As soon as we begin to think about something, we become more detached from it. This is the case, for instance, with a strong feeling. As long as we do not start thinking about the feeling, we are one with it – possessed by it. But if we attend to the feeling, if we begin speculating about it, analysing it, we at once begin to be less united with it. It becomes, to some extent, an object outside of us, and our innermost selves are set over against it as subject. We may sometimes even wrestle with a feeling in precisely this way. We strive then, by thinking about the feeling, to free ourselves from its dominion. And if we are in some degree successful, then, although we still have the feeling, we are also aware of a part of our self, which is free from it – and may ultimately gain control of it.

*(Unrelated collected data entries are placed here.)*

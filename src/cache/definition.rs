//! Build definition synthesis
//!
//! Renders the throwaway Dockerfiles that copy data between a BuildKit cache
//! mount and a plain filesystem location. Rendering is pure; callers decide
//! whether the text is written to a file or piped to the builder.

use crate::cache::job::{Direction, BUILDSTAMP};
use crate::cache::mount::CacheMount;
use crate::error::{DanceError, DanceResult};
use std::collections::HashSet;
use std::path::{Path, PathBuf};

/// Where extracted data is staged inside the build
pub const STAGING_ROOT: &str = "/cache-store";

/// Where injected host data is bound inside the build
pub const INJECT_ROOT: &str = "/cache-in";

const STAGE_NAME: &str = "cache-stage";

/// A cache mount and the build-side path holding its host copy
#[derive(Debug, Clone)]
pub struct StagedMount<'a> {
    pub mount: &'a CacheMount,
    /// Absolute path inside the build
    pub staging: String,
    /// Named build context supplying the host data (batch inject only)
    pub context: Option<String>,
}

impl StagedMount<'_> {
    /// Location of this mount's data once the build output is recovered
    /// under `output_dir`
    pub fn recovered_path(&self, output_dir: &Path) -> PathBuf {
        output_dir.join(self.staging.trim_start_matches('/'))
    }

    fn bind_args(&self) -> String {
        match &self.context {
            Some(context) => format!("type=bind,from={},target={}", context, self.staging),
            None => format!("type=bind,source=.,target={}", self.staging),
        }
    }
}

/// Assign staging locations to `mounts`
///
/// A single-mount job stages directly at the root; a batch job gives each
/// mount its own subdirectory named after its staging key.
pub fn stage(
    direction: Direction,
    mounts: &[CacheMount],
    batch: bool,
) -> DanceResult<Vec<StagedMount<'_>>> {
    let root = match direction {
        Direction::Extract => STAGING_ROOT,
        Direction::Inject => INJECT_ROOT,
    };

    if !batch {
        return Ok(mounts
            .iter()
            .map(|mount| StagedMount {
                mount,
                staging: root.to_string(),
                context: None,
            })
            .collect());
    }

    let mut seen = HashSet::new();
    mounts
        .iter()
        .map(|mount| {
            let key = mount.staging_key();
            if !seen.insert(key.clone()) {
                return Err(DanceError::config(
                    mount.source.display().to_string(),
                    format!("staging key '{}' is used by another mount in this batch", key),
                ));
            }
            Ok(StagedMount {
                mount,
                staging: format!("{}/{}", root, key),
                context: (direction == Direction::Inject).then(|| format!("src-{}", key)),
            })
        })
        .collect()
}

/// Render a definition copying each cache mount into its staging path
///
/// With `export_stage` set, a final `FROM scratch` stage keeps only the
/// staging root so a local export contains nothing but cache data.
pub fn render_extract(image: &str, staged: &[StagedMount<'_>], export_stage: bool) -> String {
    let mut lines = Vec::new();

    lines.push(format!("FROM {} AS {}", image, STAGE_NAME));
    lines.push(format!("COPY {} {}", BUILDSTAMP, BUILDSTAMP));

    let mounts = staged
        .iter()
        .map(|s| format!("--mount={}", s.mount.mount_args()))
        .collect::<Vec<_>>();
    let commands = staged
        .iter()
        .flat_map(|s| {
            [
                format!("mkdir -p {}", s.staging),
                format!("(cp -p -R {}/. {}/ || true)", s.mount.target_path(), s.staging),
            ]
        })
        .collect::<Vec<_>>();
    lines.push(run_line(&mounts, &commands));

    if export_stage {
        lines.push("FROM scratch".to_string());
        lines.push(format!(
            "COPY --from={} {} {}",
            STAGE_NAME, STAGING_ROOT, STAGING_ROOT
        ));
    }

    lines.push(String::new());
    lines.join("\n")
}

/// Render a definition copying staged host data into each cache mount
///
/// Ownership is restored with `chown -R` when the mount sets a uid or gid.
pub fn render_inject(image: &str, staged: &[StagedMount<'_>]) -> String {
    let mut lines = Vec::new();

    lines.push(format!("FROM {}", image));
    lines.push(format!("COPY {} {}", BUILDSTAMP, BUILDSTAMP));

    let mounts = staged
        .iter()
        .flat_map(|s| {
            [
                format!("--mount={}", s.mount.mount_args()),
                format!("--mount={}", s.bind_args()),
            ]
        })
        .collect::<Vec<_>>();
    let commands = staged
        .iter()
        .map(|s| {
            let target = s.mount.target_path();
            let mut copy = format!("cp -p -R {}/. {}", s.staging, target);
            let (uid, gid) = (s.mount.uid(), s.mount.gid());
            if !uid.is_empty() || !gid.is_empty() {
                copy.push_str(&format!(" && chown -R {}:{} {}", uid, gid, target));
            }
            format!("({} || true)", copy)
        })
        .collect::<Vec<_>>();
    lines.push(run_line(&mounts, &commands));

    lines.push(String::new());
    lines.join("\n")
}

fn run_line(mounts: &[String], commands: &[String]) -> String {
    let mut run = String::from("RUN ");
    for mount in mounts {
        run.push_str(mount);
        run.push_str(" \\\n    ");
    }
    run.push_str(&commands.join(" \\\n    && "));
    run
}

It was something the same when man first began to think about nature. Hitherto he had been wholly possessed by her; his thoughts and impulses had been, so to speak, her dreams. But as the habit of thinking about nature gained strength, man ceased progressively to be aware of himself as part of the cosmic life, of the Cosmic Intelligence which creates and informs nature, and became aware, instead, of his critical intelligence operating on objects distinct from him. And this critical intelligence he could feel to be truly his ownhis “Intellectual Soul”.

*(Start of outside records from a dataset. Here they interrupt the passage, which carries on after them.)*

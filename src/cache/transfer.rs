//! Transfer orchestration
//!
//! Drives one job through its lifecycle: prepare scratch, render the build
//! definition, run the builder, move data into place, clean up. Every job
//! runs inside a tracing span so its log lines are grouped by job id.

use crate::cache::definition::{render_extract, render_inject, stage, StagedMount};
use crate::cache::job::{write_buildstamp, Direction, Job, JobState};
use crate::cache::mount::CacheMount;
use crate::cache::relocate::{discard_source, relocate_extracted, DestinationRemover};
use crate::error::{best_effort, DanceError, DanceResult};
use crate::orchestration::{BuildDriver, BuildRequest};
use std::path::PathBuf;
use std::sync::Arc;
use std::time::Duration;
use tracing::{error, info, info_span, Instrument};

/// Everything a job needs besides its mounts
pub struct TransferContext {
    pub scratch_root: PathBuf,
    /// Utility image the copy step runs in
    pub image: String,
    pub driver: Arc<dyn BuildDriver>,
    pub remover: DestinationRemover,
    /// Deadline for each job's build and relocation; cleanup always runs
    pub timeout: Option<Duration>,
}

impl TransferContext {
    /// Run a dedicated job for one mount
    pub async fn transfer_one(&self, direction: Direction, mount: &CacheMount) -> DanceResult<()> {
        let job = Job::allocate(&self.scratch_root, direction, &mount.source);
        self.execute(job, std::slice::from_ref(mount), false).await
    }

    /// Run a single job covering every mount
    pub async fn transfer_batch(&self, direction: Direction, mounts: &[CacheMount]) -> DanceResult<()> {
        let job = Job::batch(&self.scratch_root, direction);
        self.execute(job, mounts, true).await
    }

    async fn execute(&self, mut job: Job, mounts: &[CacheMount], batch: bool) -> DanceResult<()> {
        // Layout problems surface before anything is spawned
        let staged = stage(job.direction, mounts, batch)?;

        let span = info_span!("job", id = %job.id, direction = %job.direction);
        async move {
            info!(
                "Starting {} of {} cache mount(s) via {}",
                job.direction,
                staged.len(),
                self.driver.name()
            );
            let work = async {
                match job.direction {
                    Direction::Extract => self.extract(&mut job, &staged).await,
                    Direction::Inject => self.inject(&mut job, &staged, batch).await,
                }
            };
            // Dropping the work on expiry kills the builder via kill_on_drop
            let result = match self.timeout {
                Some(limit) => tokio::time::timeout(limit, work).await.unwrap_or_else(|_| {
                    Err(DanceError::Timeout {
                        secs: limit.as_secs(),
                    })
                }),
                None => work.await,
            };
            self.finish(&mut job, result).await
        }
        .instrument(span)
        .await
    }

    async fn extract(&self, job: &mut Job, staged: &[StagedMount<'_>]) -> DanceResult<()> {
        job.prepare_scratch().await?;
        write_buildstamp(&job.scratch_dir).await?;

        let definition = render_extract(&self.image, staged, self.driver.exports_scratch_stage());
        job.advance(JobState::DefinitionReady);

        let output = job.output_dir();
        {
            let request = BuildRequest {
                job: &*job,
                definition: &definition,
                context_dir: &job.scratch_dir,
                named_contexts: Vec::new(),
                export_to: Some(&output),
            };
            self.driver.build(&request).await?;
        }
        job.advance(JobState::BuildExecuted);

        // Mounts relocate independently; one failure does not stop the rest
        let mut errors = Vec::new();
        for s in staged {
            let dest = &s.mount.source;
            match relocate_extracted(&s.recovered_path(&output), dest, &self.remover).await {
                Ok(()) => info!("Extracted {} into {}", s.mount.target_path(), dest.display()),
                Err(e) => {
                    error!("{}", e);
                    errors.push(e);
                }
            }
        }
        settle(errors, staged.len())?;
        job.advance(JobState::Relocated);
        Ok(())
    }

    async fn inject(&self, job: &mut Job, staged: &[StagedMount<'_>], batch: bool) -> DanceResult<()> {
        job.prepare_scratch().await?;

        // A missing source injects an empty tree
        for s in staged {
            tokio::fs::create_dir_all(&s.mount.source).await.map_err(|e| {
                DanceError::io(format!("creating {}", s.mount.source.display()), e)
            })?;
        }

        let context_dir = match (batch, staged) {
            (false, [single]) => single.mount.source.clone(),
            _ => job.scratch_dir.clone(),
        };
        write_buildstamp(&context_dir).await?;

        let definition = render_inject(&self.image, staged);
        job.advance(JobState::DefinitionReady);

        {
            let request = BuildRequest {
                job: &*job,
                definition: &definition,
                context_dir: &context_dir,
                named_contexts: staged
                    .iter()
                    .filter_map(|s| s.context.clone().map(|c| (c, s.mount.source.clone())))
                    .collect(),
                export_to: None,
            };
            self.driver.build(&request).await?;
        }
        job.advance(JobState::BuildExecuted);

        // The cache already holds the data, losing the host copy is harmless
        for s in staged {
            discard_source(&s.mount.source).await;
            info!("Injected {} into {}", s.mount.source.display(), s.mount.target_path());
        }
        job.advance(JobState::Relocated);
        Ok(())
    }

    async fn finish(&self, job: &mut Job, result: DanceResult<()>) -> DanceResult<()> {
        if let Err(e) = &result {
            job.advance(JobState::Failed);
            error!("Job {} failed: {}", job.id, e);
        }

        best_effort("builder cleanup", self.driver.cleanup(job).await);
        best_effort("scratch removal", job.remove_scratch().await);

        if result.is_ok() {
            job.advance(JobState::CleanedUp);
            info!("Job {} complete", job.id);
        }
        result
    }
}

/// Fold per-mount failures into one result
///
/// A lone mount reports its own error; anything wider reports an aggregate.
pub(crate) fn settle(mut errors: Vec<DanceError>, total: usize) -> DanceResult<()> {
    match errors.len() {
        0 => Ok(()),
        1 if total == 1 => Err(errors.remove(0)),
        failed => Err(DanceError::Aggregate {
            failed,
            total,
            errors,
        }),
    }
}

According to Rudolf Steiner, this gradual emergence of man from the old participation in nature, or in the Cosmic Intelligence which is the spirit of nature, has been the deep concern of Michael. Indeed one way of presenting the history of the Michael impulse – we might call it the Graeco-European way – is to trace the final coming into being of the Intellectual Soul in the Middle Ages, as it is reflected, for instance, in Christian and Arabian scholastic philosophy. We can watch Aristotle’s two great cosmic principles – the Nous Poieticus and Nous Patheticus – changing into the Intellectus Agens and Intellectus Possibilis of scholastic philosophy and, in doing so, we can grasp something of the nature and magnitude of Michael’s hope. For it is Michael’s hope that the Cosmic Intelligence shall gradually become embodied in the human personal intelligence – giving man an intellectual soul at once detached and not detached from its cosmic origin.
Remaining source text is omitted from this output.